A friend recently wrote:

This election ignore all the lies about obama is a terrorist, or obama is anti christ, or obama will destroy the u.s. those things are ridiculous and they are gonna continue to go out of conrtol. but here's one thing that is true and is equally as disturbing:

In a failed abortion situation, when the baby survives, the question is what do you do with that baby? The united states congress voted on this and there was a general consensus that it was wrong to just let that baby die. However, Obama did not feel the same way. He voted for letting the baby die. Hillary Clinton voted to let the baby live.
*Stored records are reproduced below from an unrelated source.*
//! Layered ignore rules: configuration rules plus nested .gitignore files
//!
//! All matching is rooted at the traversal root. A rule from
//! `sub/.gitignore` is tested against `sub/file.txt`, not `file.txt`.

use crate::core::error::{CollectorError, Result};
use crate::core::types::IgnoreRule;
use crate::ignore::parser;
use crate::ignore::pattern::GlobPattern;
use dashmap::DashMap;
use parking_lot::Mutex;
use std::path::{Path, PathBuf};
use std::sync::Arc;
use tracing::{debug, warn};

/// Ordered rules from the configuration, built once per run
#[derive(Debug, Clone, Default)]
pub struct GlobalRuleSet {
    rules: Vec<IgnoreRule>,
}

impl GlobalRuleSet {
    pub fn new() -> Self {
        Self::default()
    }

    /// Build from configuration patterns; empty patterns are dropped
    pub fn from_patterns<I, S>(patterns: I) -> Self
    where
        I: IntoIterator<Item = S>,
        S: AsRef<str>,
    {
        let mut set = Self::new();
        for pattern in patterns {
            let pattern = pattern.as_ref();
            if !pattern.is_empty() {
                set.push(IgnoreRule::from_config(pattern));
            }
        }
        set
    }

    pub fn push(&mut self, rule: IgnoreRule) {
        self.rules.push(rule);
    }

    pub fn rules(&self) -> &[IgnoreRule] {
        &self.rules
    }

    pub fn len(&self) -> usize {
        self.rules.len()
    }

    pub fn is_empty(&self) -> bool {
        self.rules.is_empty()
    }
}

/// A rule whose pattern compiled successfully
#[derive(Debug, Clone)]
struct CompiledRule {
    rule: IgnoreRule,
    pattern: GlobPattern,
}

/// A rule that could not be compiled and therefore never matches
#[derive(Debug, Clone, PartialEq, Eq)]
pub struct PatternFailure {
    pub rule: IgnoreRule,
    pub reason: String,
}

/// Answers "is this path ignored" for one run
///
/// `.gitignore` files are read the first time their directory is on a
/// lookup's path-to-root chain and cached for the lifetime of this value.
#[derive(Debug)]
pub struct IgnoreRuleSet {
    global: Vec<CompiledRule>,
    directory_rules: DashMap<PathBuf, Arc<Vec<CompiledRule>>>,
    failures: Mutex<Vec<PatternFailure>>,
}

impl IgnoreRuleSet {
    /// Compile the global rules
    pub fn new(global: GlobalRuleSet) -> Self {
        let failures = Mutex::new(Vec::new());
        let global = compile_rules(global.rules, &failures);
        Self {
            global,
            directory_rules: DashMap::new(),
            failures,
        }
    }

    /// Whether `path` is excluded when walking `root`
    pub fn is_ignored(&self, path: &Path, root: &Path) -> bool {
        self.matching_rule(path, root).is_some()
    }

    /// The first rule that ignores `path`, if any
    pub fn matching_rule(&self, path: &Path, root: &Path) -> Option<IgnoreRule> {
        let relative = match relative_slash_path(path, root) {
            Ok(relative) => relative,
            Err(e) => {
                warn!("{}; treating as not ignored", e);
                return None;
            },
        };

        // The root itself is never ignored
        if relative.is_empty() {
            return None;
        }

        let candidates = candidate_paths(&relative);

        if let Some(rule) = self.global.iter().find(|r| r.matches_any(&candidates)) {
            debug!(
                "Path {} matched global ignore rule {}",
                relative, rule.rule.pattern
            );
            return Some(rule.rule.clone());
        }

        let mut current = path.parent();
        while let Some(dir) = current {
            let rules = self.rules_for_directory(dir);
            if let Some(rule) = rules.iter().find(|r| r.matches_any(&candidates)) {
                debug!(
                    "Path {} matched .gitignore rule {} from {}",
                    relative, rule.rule.pattern, rule.rule.source
                );
                return Some(rule.rule.clone());
            }

            if dir == root {
                break;
            }
            current = dir.parent();
        }

        None
    }

    /// Global rules in declaration order
    pub fn global_rules(&self) -> impl Iterator<Item = &IgnoreRule> {
        self.global.iter().map(|r| &r.rule)
    }

    /// Patterns that failed to compile so far
    pub fn pattern_failures(&self) -> Vec<PatternFailure> {
        self.failures.lock().clone()
    }

    /// Number of directories whose .gitignore state has been loaded
    pub fn cached_directories(&self) -> usize {
        self.directory_rules.len()
    }

    fn rules_for_directory(&self, dir: &Path) -> Arc<Vec<CompiledRule>> {
        if let Some(rules) = self.directory_rules.get(dir) {
            return Arc::clone(rules.value());
        }

        let entry = self
            .directory_rules
            .entry(dir.to_path_buf())
            .or_insert_with(|| Arc::new(self.load_directory_rules(dir)));
        Arc::clone(entry.value())
    }

    fn load_directory_rules(&self, dir: &Path) -> Vec<CompiledRule> {
        match parser::parse_directory(dir) {
            Ok(Some(rules)) => {
                debug!(
                    "Loaded {} rules from .gitignore in {}",
                    rules.len(),
                    dir.display()
                );
                compile_rules(rules, &self.failures)
            },
            Ok(None) => Vec::new(),
            Err(e) => {
                warn!("Error parsing .gitignore in {}: {}", dir.display(), e);
                Vec::new()
            },
        }
    }
}

fn compile_rules(rules: Vec<IgnoreRule>, failures: &Mutex<Vec<PatternFailure>>) -> Vec<CompiledRule> {
    let mut compiled = Vec::with_capacity(rules.len());
    for rule in rules {
        match GlobPattern::compile(&rule.pattern) {
            Ok(pattern) => compiled.push(CompiledRule { rule, pattern }),
            Err(e) => {
                warn!("Error compiling pattern from {}: {}", rule.source, e);
                failures.lock().push(PatternFailure {
                    rule,
                    reason: e.to_string(),
                });
            },
        }
    }
    compiled
}

impl CompiledRule {
    fn matches_any(&self, candidates: &[String]) -> bool {
        candidates.iter().any(|c| self.pattern.is_match(c))
    }
}

/// Express `path` relative to `root` with '/' separators
pub fn relative_slash_path(path: &Path, root: &Path) -> Result<String> {
    let relative = path
        .strip_prefix(root)
        .map_err(|_| CollectorError::path_resolution(path.to_path_buf(), root.to_path_buf()))?;

    let segments: Vec<String> = relative
        .components()
        .map(|c| c.as_os_str().to_string_lossy().into_owned())
        .collect();
    Ok(segments.join("/"))
}

/// Every sub-path a pattern is tested against for one relative path
///
/// For `a/b/c` this is the prefixes `a`, `a/b`, `a/b/c`, the ancestor
/// prefixes with a trailing slash `a/`, `a/b/`, and the single segments
/// `b`, `c`. A path's candidates always include those of its ancestors, so
/// anything beneath an ignored directory is ignored too.
pub fn candidate_paths(relative: &str) -> Vec<String> {
    let segments: Vec<&str> = relative.split('/').filter(|s| !s.is_empty()).collect();
    let mut candidates = Vec::with_capacity(segments.len() * 3);

    let mut prefix = String::with_capacity(relative.len());
    for (i, segment) in segments.iter().enumerate() {
        if i > 0 {
            prefix.push('/');
        }
        prefix.push_str(segment);
        candidates.push(prefix.clone());
        if i + 1 < segments.len() {
            candidates.push(format!("{}/", prefix));
        }
    }

    candidates.extend(segments.iter().skip(1).map(|s| s.to_string()));
    candidates
}

/// Whether `pattern` matches any candidate sub-path of `relative`
pub fn matches_any_part(pattern: &GlobPattern, relative: &str) -> bool {
    candidate_paths(relative)
        .iter()
        .any(|candidate| pattern.is_match(candidate))
}
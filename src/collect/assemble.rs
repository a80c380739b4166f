//! Combines the tree rendering and the collected files into one result

use crate::collect::pipeline::{CollectOutcome, CollectProgress, CollectionPipeline, ReadFailure};
use crate::collect::tree::TreeRenderer;
use crate::config::CollectorConfig;
use crate::core::error::{CollectorError, Result};
use crate::core::types::TraversalResult;
use crate::ignore::{GlobalRuleSet, IgnoreRuleSet, InclusionPolicy, PatternFailure};
use std::path::Path;
use tracing::info;

/// Result of one run plus everything that went wrong along the way
#[derive(Debug)]
pub struct Collection {
    pub result: TraversalResult,
    /// Set when the walk aborted; `result` then holds the partial files
    pub walk_error: Option<CollectorError>,
    pub read_failures: Vec<ReadFailure>,
    pub pattern_failures: Vec<PatternFailure>,
}

impl Collection {
    /// True when the walk finished without a fatal error
    pub fn is_complete(&self) -> bool {
        self.walk_error.is_none()
    }

    /// The result, or the fatal walk error if there was one
    pub fn into_result(self) -> Result<TraversalResult> {
        match self.walk_error {
            Some(e) => Err(e),
            None => Ok(self.result),
        }
    }
}

/// Merges the outputs of the tree renderer and the collection pipeline
pub struct ResultAssembler;

impl ResultAssembler {
    pub fn assemble(
        tree: String,
        outcome: CollectOutcome,
        pattern_failures: Vec<PatternFailure>,
    ) -> Collection {
        Collection {
            result: TraversalResult::new(tree, outcome.files),
            walk_error: outcome.walk_error,
            read_failures: outcome.read_failures,
            pattern_failures,
        }
    }
}

/// Runs the tree renderer and the collection pipeline over one root
///
/// Every call builds a fresh rule set, so `.gitignore` files are re-read
/// on each run and never cached across runs.
#[derive(Debug, Clone)]
pub struct CodeCollector {
    extensions: Vec<String>,
    global_rules: GlobalRuleSet,
    workers: usize,
}

impl CodeCollector {
    /// Create a collector; `workers` of 0 selects the default pool size
    pub fn new(extensions: Vec<String>, global_rules: GlobalRuleSet, workers: usize) -> Self {
        Self {
            extensions,
            global_rules,
            workers,
        }
    }

    /// Create a collector from a resolved configuration
    pub fn from_config(config: &CollectorConfig) -> Self {
        Self::new(
            config.include_extensions.clone(),
            GlobalRuleSet::from_patterns(&config.ignore_patterns),
            config.concurrency.unwrap_or(0),
        )
    }

    pub fn global_rules(&self) -> &GlobalRuleSet {
        &self.global_rules
    }

    /// Collect `root`
    ///
    /// Only failing to start the worker pool is an `Err`; a walk error is
    /// reported inside the returned `Collection` with the partial result.
    pub fn collect(&self, root: &Path) -> Result<Collection> {
        self.run(root, None::<fn(&CollectProgress)>)
    }

    /// Collect `root`, reporting progress after every file read
    pub fn collect_with_progress<F>(&self, root: &Path, callback: F) -> Result<Collection>
    where
        F: Fn(&CollectProgress) + Send + Sync + 'static,
    {
        self.run(root, Some(callback))
    }

    fn run<F>(&self, root: &Path, callback: Option<F>) -> Result<Collection>
    where
        F: Fn(&CollectProgress) + Send + Sync + 'static,
    {
        info!("Starting collection of {}", root.display());
        let policy = InclusionPolicy::new(
            self.extensions.clone(),
            IgnoreRuleSet::new(self.global_rules.clone()),
        );

        let tree = TreeRenderer::new(&policy).render(root);

        let mut pipeline = CollectionPipeline::new(&policy, self.workers)?;
        if let Some(callback) = callback {
            pipeline = pipeline.with_progress(callback);
        }
        let outcome = pipeline.collect(root);

        Ok(ResultAssembler::assemble(
            tree,
            outcome,
            policy.rules().pattern_failures(),
        ))
    }
}
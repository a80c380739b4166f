//! Glob pattern translation for ignore rules
//!
//! Patterns are a restricted glob over `/`-separated paths. They are
//! translated to a regular expression once and then matched many times:
//!
//! - `**` on its own matches every path
//! - `**` (or `**/`) matches zero or more leading directories: `(?:.*/)?`
//! - `*` matches within one segment: `[^/]*`
//! - `?` matches exactly one non-separator character
//! - everything else matches literally
//!
//! Anchoring is decided per end: a pattern is anchored at the start unless it
//! starts with `*`, and at the end unless it ends with `*`. So `*.go` means
//! "ends with `.go`" while `foo*` still has to start with `foo`.

use crate::core::error::{CollectorError, Result};
use regex::{Regex, RegexBuilder};

/// Longest pattern accepted, in bytes
pub const MAX_PATTERN_LEN: usize = 4096;

/// Upper bound on the compiled size of a single pattern
const REGEX_SIZE_LIMIT: usize = 1 << 20;

/// A compiled ignore pattern
#[derive(Debug, Clone)]
pub struct GlobPattern {
    original: String,
    matcher: Matcher,
}

#[derive(Debug, Clone)]
enum Matcher {
    /// The bare `**` pattern
    Everything,
    Regex(Regex),
}

impl GlobPattern {
    /// Compile a pattern into a reusable matcher
    pub fn compile(pattern: &str) -> Result<Self> {
        if pattern == "**" {
            return Ok(Self {
                original: pattern.to_string(),
                matcher: Matcher::Everything,
            });
        }

        if pattern.len() > MAX_PATTERN_LEN {
            return Err(CollectorError::pattern(
                pattern,
                format!("pattern is longer than {} bytes", MAX_PATTERN_LEN),
            ));
        }

        let regex = RegexBuilder::new(&translate(pattern))
            .size_limit(REGEX_SIZE_LIMIT)
            .build()
            .map_err(|e| CollectorError::pattern(pattern, e.to_string()))?;

        Ok(Self {
            original: pattern.to_string(),
            matcher: Matcher::Regex(regex),
        })
    }

    /// Test a '/'-separated candidate path
    pub fn is_match(&self, candidate: &str) -> bool {
        match &self.matcher {
            Matcher::Everything => true,
            Matcher::Regex(regex) => regex.is_match(candidate),
        }
    }

    /// The pattern as written
    pub fn as_str(&self) -> &str {
        &self.original
    }
}

/// Compile `pattern` and test it against `candidate` in one step
pub fn matches(pattern: &str, candidate: &str) -> Result<bool> {
    Ok(GlobPattern::compile(pattern)?.is_match(candidate))
}

/// Translate a glob pattern into regular expression source
pub fn translate(pattern: &str) -> String {
    let mut source = String::with_capacity(pattern.len() * 2 + 2);
    if !pattern.starts_with('*') {
        source.push('^');
    }

    let mut chars = pattern.chars().peekable();
    while let Some(c) = chars.next() {
        match c {
            '*' if chars.peek() == Some(&'*') => {
                chars.next();
                // "**/" is one token: the slash belongs to the optional group
                if chars.peek() == Some(&'/') {
                    chars.next();
                }
                source.push_str("(?:.*/)?");
            },
            '*' => source.push_str("[^/]*"),
            '?' => source.push_str("[^/]"),
            literal => {
                let mut buf = [0u8; 4];
                source.push_str(&regex::escape(literal.encode_utf8(&mut buf)));
            },
        }
    }

    if !pattern.ends_with('*') {
        source.push('$');
    }
    source
}
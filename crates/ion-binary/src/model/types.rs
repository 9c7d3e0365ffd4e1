//! The Ion value type tag.

use std::fmt;

/// Type of an Ion value as seen by a cursor.
///
/// Annotation wrappers and NOP padding are wire-level constructs and have no
/// `IonType`; see [`TypeCode`](crate::codec::TypeCode) for the raw nibble.
#[derive(Debug, Clone, Copy, PartialEq, Eq, Hash, PartialOrd, Ord)]
pub enum IonType {
    Null,
    Bool,
    Int,
    Float,
    Decimal,
    Timestamp,
    Symbol,
    String,
    Clob,
    Blob,
    List,
    SExp,
    Struct,
}

impl IonType {
    /// Returns true for list, sexp and struct.
    pub fn is_container(self) -> bool {
        matches!(self, IonType::List | IonType::SExp | IonType::Struct)
    }

    /// Returns true for string and symbol.
    pub fn is_text(self) -> bool {
        matches!(self, IonType::String | IonType::Symbol)
    }

    /// Returns true for clob and blob.
    pub fn is_lob(self) -> bool {
        matches!(self, IonType::Clob | IonType::Blob)
    }

    /// Returns the lowercase type name used in Ion text (e.g., "sexp").
    pub fn as_str(self) -> &'static str {
        match self {
            IonType::Null => "null",
            IonType::Bool => "bool",
            IonType::Int => "int",
            IonType::Float => "float",
            IonType::Decimal => "decimal",
            IonType::Timestamp => "timestamp",
            IonType::Symbol => "symbol",
            IonType::String => "string",
            IonType::Clob => "clob",
            IonType::Blob => "blob",
            IonType::List => "list",
            IonType::SExp => "sexp",
            IonType::Struct => "struct",
        }
    }
}

impl fmt::Display for IonType {
    fn fmt(&self, f: &mut fmt::Formatter<'_>) -> fmt::Result {
        f.write_str(self.as_str())
    }
}

#[cfg(test)]
mod tests {
    use super::*;

    #[test]
    fn test_classification() {
        assert!(IonType::SExp.is_container());
        assert!(!IonType::Null.is_container());
        assert!(IonType::Symbol.is_text());
        assert!(IonType::Clob.is_lob());
        assert_eq!(IonType::Timestamp.to_string(), "timestamp");
    }
}
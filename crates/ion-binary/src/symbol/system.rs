//! System symbol tables.
//!
//! The system table of each supported version is built once per process and
//! shared read-only through [`SystemRegistry`].

use std::sync::Arc;

use lazy_static::lazy_static;

use crate::error::{IonError, Result};
use crate::limits::ION_1_0;
use crate::symbol::{SharedSymbolTable, SymbolTable};

/// Name of the system table (also the first system symbol).
pub const ION: &str = "$ion";

/// Annotation marking a local symbol table definition.
pub const ION_SYMBOL_TABLE: &str = "$ion_symbol_table";

/// System symbols of Ion 1.0, IDs 1 through 9.
pub const ION_1_0_SYMBOLS: [&str; 9] = [
    ION,
    ION_1_0,
    ION_SYMBOL_TABLE,
    "name",
    "version",
    "imports",
    "symbols",
    "max_id",
    "$ion_shared_symbol_table",
];

/// Well-known system symbol IDs.
pub mod sid {
    pub const ION: usize = 1;
    pub const ION_1_0: usize = 2;
    pub const ION_SYMBOL_TABLE: usize = 3;
    pub const NAME: usize = 4;
    pub const VERSION: usize = 5;
    pub const IMPORTS: usize = 6;
    pub const SYMBOLS: usize = 7;
    pub const MAX_ID: usize = 8;
    pub const ION_SHARED_SYMBOL_TABLE: usize = 9;
}

lazy_static! {
    static ref DEFAULT_REGISTRY: Arc<SystemRegistry> = Arc::new(SystemRegistry::new());
}

/// Read-only registry of system symbol tables, keyed by version identifier.
#[derive(Debug)]
pub struct SystemRegistry {
    ion_1_0: Arc<SharedSymbolTable>,
    ion_1_0_table: Arc<SymbolTable>,
}

impl SystemRegistry {
    fn new() -> SystemRegistry {
        let ion_1_0 = Arc::new(SharedSymbolTable::new(ION, 1, ION_1_0_SYMBOLS));
        let ion_1_0_table = Arc::new(SymbolTable::System(Arc::clone(&ion_1_0)));
        SystemRegistry {
            ion_1_0,
            ion_1_0_table,
        }
    }

    /// The process-wide registry.
    pub fn shared() -> Arc<SystemRegistry> {
        Arc::clone(&DEFAULT_REGISTRY)
    }

    /// The Ion 1.0 system table as an importable shared table.
    pub fn ion_1_0(&self) -> &Arc<SharedSymbolTable> {
        &self.ion_1_0
    }

    /// System table for a version identifier such as `"$ion_1_0"`.
    pub fn system_table(&self, version_id: &str) -> Result<Arc<SymbolTable>> {
        match version_id {
            ION_1_0 => Ok(Arc::clone(&self.ion_1_0_table)),
            other => Err(IonError::UnsupportedVersion {
                version: other.to_string(),
            }),
        }
    }

    /// The same table as an importable shared table.
    pub fn system_import(&self, version_id: &str) -> Result<Arc<SharedSymbolTable>> {
        match version_id {
            ION_1_0 => Ok(Arc::clone(&self.ion_1_0)),
            other => Err(IonError::UnsupportedVersion {
                version: other.to_string(),
            }),
        }
    }
}

/// System table for `version_id` from the process-wide registry.
pub fn system_table(version_id: &str) -> Result<Arc<SymbolTable>> {
    DEFAULT_REGISTRY.system_table(version_id)
}

#[cfg(test)]
mod tests {
    use super::*;
    use crate::error::ErrorKind;

    #[test]
    fn test_ion_1_0_symbols() {
        let table = system_table(ION_1_0).unwrap();
        assert!(table.is_system());
        assert_eq!(table.max_id(), 9);
        assert_eq!(table.find_text(sid::ION_SYMBOL_TABLE), Some(ION_SYMBOL_TABLE));
        assert_eq!(table.find_id("max_id"), Some(sid::MAX_ID));
        assert_eq!(table.find_text(0), None);
        assert_eq!(table.find_text(10), None);
    }

    #[test]
    fn test_registry_is_shared() {
        let a = system_table(ION_1_0).unwrap();
        let b = SystemRegistry::shared().system_table(ION_1_0).unwrap();
        assert!(Arc::ptr_eq(&a, &b));
    }

    #[test]
    fn test_unsupported_version() {
        let err = system_table("$ion_2_0").unwrap_err();
        assert_eq!(err.kind(), ErrorKind::UnsupportedVersion);
    }
}
//! Data model types.
//!
//! - Value type tags ([`IonType`])
//! - Numbers ([`Int`], [`Decimal`]) and [`Timestamp`]s
//! - Symbol tokens
//! - The immutable value tree ([`Element`])

pub mod element;
pub mod number;
pub mod symbol;
pub mod timestamp;
pub mod types;

pub use element::{Element, Value};
pub use number::{Coefficient, Decimal, Int};
pub use symbol::SymbolToken;
pub use timestamp::{Precision, Timestamp, TimestampBuilder};
pub use types::IonType;
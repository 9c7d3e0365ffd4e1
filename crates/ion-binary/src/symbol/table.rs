//! Shared symbol tables and the table enum cursors resolve against.

use std::sync::Arc;

use rustc_hash::FxHashMap;

use crate::error::{IonError, Result};
use crate::model::{Element, Value};
use crate::symbol::LocalSymbolTable;

/// Annotation marking a shared symbol table definition.
pub const ION_SHARED_SYMBOL_TABLE: &str = "$ion_shared_symbol_table";

/// A named, versioned, immutable list of symbols.
///
/// IDs are 1-based. Slots may be unnamed (`None`), which is how placeholders
/// for unresolvable imports reserve their ID range.
#[derive(Debug, Clone, PartialEq)]
pub struct SharedSymbolTable {
    name: String,
    version: u32,
    symbols: Vec<Option<String>>,
    ids: FxHashMap<String, usize>,
}

impl SharedSymbolTable {
    /// Creates a table from symbol texts.
    pub fn new<S: Into<String>>(
        name: impl Into<String>,
        version: u32,
        symbols: impl IntoIterator<Item = S>,
    ) -> SharedSymbolTable {
        SharedSymbolTable::with_slots(name, version, symbols.into_iter().map(|s| Some(s.into())))
    }

    /// Creates a table whose slots may be unnamed.
    pub fn with_slots(
        name: impl Into<String>,
        version: u32,
        slots: impl IntoIterator<Item = Option<String>>,
    ) -> SharedSymbolTable {
        let symbols: Vec<Option<String>> = slots.into_iter().collect();
        let mut ids = FxHashMap::default();
        for (i, text) in symbols.iter().enumerate() {
            if let Some(text) = text {
                ids.entry(text.clone()).or_insert(i + 1);
            }
        }
        SharedSymbolTable {
            name: name.into(),
            version,
            symbols,
            ids,
        }
    }

    /// A table of `max_id` unnamed slots standing in for one the catalog
    /// could not supply.
    pub fn placeholder(name: impl Into<String>, version: u32, max_id: usize) -> SharedSymbolTable {
        SharedSymbolTable {
            name: name.into(),
            version,
            symbols: vec![None; max_id],
            ids: FxHashMap::default(),
        }
    }

    /// Parses a `$ion_shared_symbol_table::{name, version, symbols}` value.
    pub fn from_element(element: &Element) -> Result<SharedSymbolTable> {
        if !element.has_first_annotation(ION_SHARED_SYMBOL_TABLE) || element.as_struct().is_none() {
            return Err(IonError::malformed(
                "shared symbol table",
                "expected an annotated struct",
            ));
        }
        let name = element
            .get("name")
            .and_then(Element::as_text)
            .filter(|n| !n.is_empty())
            .ok_or(IonError::malformed("shared symbol table", "missing name"))?;
        let version = element
            .get("version")
            .and_then(Element::as_i64)
            .and_then(|v| u32::try_from(v).ok())
            .filter(|v| *v >= 1)
            .unwrap_or(1);
        let slots = element
            .get("symbols")
            .and_then(Element::as_sequence)
            .unwrap_or_default()
            .iter()
            .map(|s| match &s.value {
                Value::String(text) => Some(text.clone()),
                _ => None,
            });
        Ok(SharedSymbolTable::with_slots(name, version, slots))
    }

    pub fn name(&self) -> &str {
        &self.name
    }

    pub fn version(&self) -> u32 {
        self.version
    }

    /// Highest ID defined by this table.
    pub fn max_id(&self) -> usize {
        self.symbols.len()
    }

    /// Lowest ID with the given text.
    pub fn find_id(&self, text: &str) -> Option<usize> {
        self.ids.get(text).copied()
    }

    /// Text of `id`, or `None` when the slot is unnamed or out of range.
    pub fn find_text(&self, id: usize) -> Option<&str> {
        id.checked_sub(1)
            .and_then(|i| self.symbols.get(i))
            .and_then(|s| s.as_deref())
    }

    /// Iterates slots in ID order.
    pub fn symbols(&self) -> impl Iterator<Item = Option<&str>> {
        self.symbols.iter().map(|s| s.as_deref())
    }
}

/// Any symbol table a cursor or encoder can resolve against.
#[derive(Debug, Clone, PartialEq)]
pub enum SymbolTable {
    /// The fixed table of a format version.
    System(Arc<SharedSymbolTable>),
    /// A table shared out of band, used directly.
    Shared(Arc<SharedSymbolTable>),
    /// A stream's local table (imports plus local symbols).
    Local(LocalSymbolTable),
}

impl SymbolTable {
    pub fn find_id(&self, text: &str) -> Option<usize> {
        match self {
            SymbolTable::System(t) | SymbolTable::Shared(t) => t.find_id(text),
            SymbolTable::Local(t) => t.find_id(text),
        }
    }

    /// Text of `id`; `None` for ID 0, unnamed slots and IDs above `max_id`.
    pub fn find_text(&self, id: usize) -> Option<&str> {
        match self {
            SymbolTable::System(t) | SymbolTable::Shared(t) => t.find_text(id),
            SymbolTable::Local(t) => t.find_text(id),
        }
    }

    pub fn max_id(&self) -> usize {
        match self {
            SymbolTable::System(t) | SymbolTable::Shared(t) => t.max_id(),
            SymbolTable::Local(t) => t.max_id(),
        }
    }

    pub fn is_system(&self) -> bool {
        matches!(self, SymbolTable::System(_))
    }

    pub fn as_local(&self) -> Option<&LocalSymbolTable> {
        match self {
            SymbolTable::Local(t) => Some(t),
            _ => None,
        }
    }
}

#[cfg(test)]
mod tests {
    use super::*;
    use crate::model::Element;

    #[test]
    fn test_ids_are_one_based_first_match() {
        let table = SharedSymbolTable::new("t", 1, ["a", "b", "a"]);
        assert_eq!(table.max_id(), 3);
        assert_eq!(table.find_id("a"), Some(1));
        assert_eq!(table.find_text(3), Some("a"));
        assert_eq!(table.find_text(0), None);
        assert_eq!(table.find_text(4), None);
    }

    #[test]
    fn test_placeholder_reserves_slots() {
        let table = SharedSymbolTable::placeholder("missing", 2, 3);
        assert_eq!(table.max_id(), 3);
        assert_eq!(table.find_text(2), None);
        assert_eq!(table.find_id("x"), None);
    }

    #[test]
    fn test_from_element() {
        let element = Element::from_fields([
            ("name", Element::from("com.example")),
            ("version", Element::from(2i64)),
            (
                "symbols",
                Element::list([Element::from("a"), Element::from(5i64), Element::from("c")]),
            ),
        ])
        .with_annotations([ION_SHARED_SYMBOL_TABLE]);

        let table = SharedSymbolTable::from_element(&element).unwrap();
        assert_eq!(table.name(), "com.example");
        assert_eq!(table.version(), 2);
        assert_eq!(table.max_id(), 3);
        assert_eq!(table.find_text(2), None);
        assert_eq!(table.find_id("c"), Some(3));
    }

    #[test]
    fn test_from_element_requires_name() {
        let element = Element::from_fields([("version", Element::from(1i64))])
            .with_annotations([ION_SHARED_SYMBOL_TABLE]);
        assert!(SharedSymbolTable::from_element(&element).is_err());
    }
}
This is not propaganda, google this, I'll even give you what Obama said to defend his side:

"that we live in a pluralistic society, and that I can't impose my religious views on another."
-Obama

Its not a matter of religion, it's a matter of the right to life, the most important right in America. Some people will argue in the case where a baby will harm the health of the mother that the abortion is fair. But in a failed abortion the baby is outside of the mother and if everyone shared Obama's view they just let the baby lay out to die.

This is an extremely ugly and graphic topic, but I think its necessary to hear. Maybe McCain is old, pretty boring, and just kind of a weird guy, but he at least has never in his 200 years of congress life voted against life.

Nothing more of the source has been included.